19 MANDATORY NOTIFICATIONS

Members must notify the Association of any retirement from practice for any reason and of any
Regulatory authority , criminal or civil ruling made against them that would prevent them practicing as a surgeon or doctor, within 5 working days.

20 COMPLIANCE

a) On being elected to Membership, new Members will be required to sign an acknowledgement that they have received the Code of Conduct, read it and agree to be bound by the Code.
b) Amendments to the Code must be discussed and agreed at Council by simple majority and put to the next AGM for approval.
c) Amendments to the Code will require a simple majority at the AGM to be adopted.
d) The President, the President Elect and the Immediate Past President can take action under the Code under exceptional circumstances if the event is not covered by existing clause but their action will need to be ratified subsequently by Council.
g) Any new version of the Code will supersede all previous versions.
h) Each Member of the Association must sign an acknowledgement that they have received, read and agree to abide by the new Code.
i) Failure to accept and abide by the Code will nullify membership.

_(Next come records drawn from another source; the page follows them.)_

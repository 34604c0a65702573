//! Music Shop storefront library.
//!
//! The binary in `main.rs` wires these modules into a server; the CLI and
//! the integration tests use the services and stores directly.

#![cfg_attr(not(test), forbid(unsafe_code))]

pub mod config;
pub mod db;
pub mod error;
pub mod middleware;
pub mod models;
pub mod routes;
pub mod services;
pub mod state;

use axum::{Router, extract::State, http::StatusCode, middleware::from_fn, routing::get};
use tower_http::{services::ServeDir, trace::TraceLayer};

use state::AppState;

/// Build the full application router.
///
/// Static files are served from `static_dir`.
pub fn app(state: AppState, static_dir: &std::path::Path) -> Router {
    let session_layer = middleware::create_session_layer(state.store(), state.config());

    Router::new()
        .route("/health", get(health))
        .route("/health/ready", get(readiness))
        .merge(routes::routes())
        .nest_service("/static", ServeDir::new(static_dir))
        .layer(session_layer)
        .layer(from_fn(middleware::security_headers_middleware))
        .layer(from_fn(middleware::request_id_middleware))
        .layer(TraceLayer::new_for_http().make_span_with(|request: &axum::extract::Request| {
            tracing::info_span!(
                "request",
                method = %request.method(),
                uri = %request.uri(),
                request_id = tracing::field::Empty,
            )
        }))
        .with_state(state)
        .layer(sentry_tower::NewSentryLayer::new_from_top())
        .layer(sentry_tower::SentryHttpLayer::new().enable_transaction())
}

/// Liveness: the process is up.
async fn health() -> &'static str {
    "ok"
}

/// Readiness: the database answers.
async fn readiness(State(state): State<AppState>) -> StatusCode {
    match sqlx::query("SELECT 1").fetch_one(state.pool()).await {
        Ok(_) => StatusCode::OK,
        Err(e) => {
            tracing::warn!(error = %e, "Readiness check failed");
            StatusCode::SERVICE_UNAVAILABLE
        }
    }
}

21 COMPLAINTS MADE ABOUT MEMBERS OF ISAR

a) The member must inform, in writing, all patients of their complaints procedure.
b) The President or a member of Council nominated by the President will respond to any signed complaint received in writing about a Member.
c) The member will be informed of the complaint within 14 working days by email and/or post.
d) The complaint will be referred to the Present, Past and Incoming Presidents for investigation (a.k.a. The Ethics Committee).
e) Action taken by the Association will depend on the outcome of the investigation. Any action deemed to be criminal, against regulatory authority guidelines, Legislation or deemed to bring the Association into disrepute may result in instant expulsion. Otherwise, any sanction will be discussed at Council and their decision will be final. Outside agencies may be informed of the nature of the complaint depending on it’s nature.
f) Upheld complaints will remain on a Member’s file for 5 years and they will be taken into account if subsequent complaints are received on different matters.
g) Actions following investigation of a complaint may be;

a. Dismissal of the complaint
b. Recommendation that the Member undergo counseling or other course of action.
c. The Member must sign a statutory declaration that they will abide by the Code in future.
d. Imposition of conditions on the Member’s Membership
e. Suspension of Membership (N.B. Two suspensions will normally result in expulsion)
f. Expulsion from Membership.

22 DECLARATION OF CONFLICTS OF INTEREST

All Members are required to register any possible Conflicts of Interest with the Secretariat. An annual reminder will be sent to members but it is the Member’s responsibility to inform ISAR of any change in their Conflicts of Interest in year.
Examples of possible Conflicts are;
a) Membership and Office Holders of other Surgical Societies.
b) Directorships of companies working in the medical sector (‘providers’ of health care including insurance
and financial products/drug companies/surgical device, instrument or implant manufacturers.
c) Being in receipt of payments of any sort from any source, except for those received as part of an ethically approved trial’, e.g. honoraria, research grants, bursaries, ‘goods in kind’, including travel costs.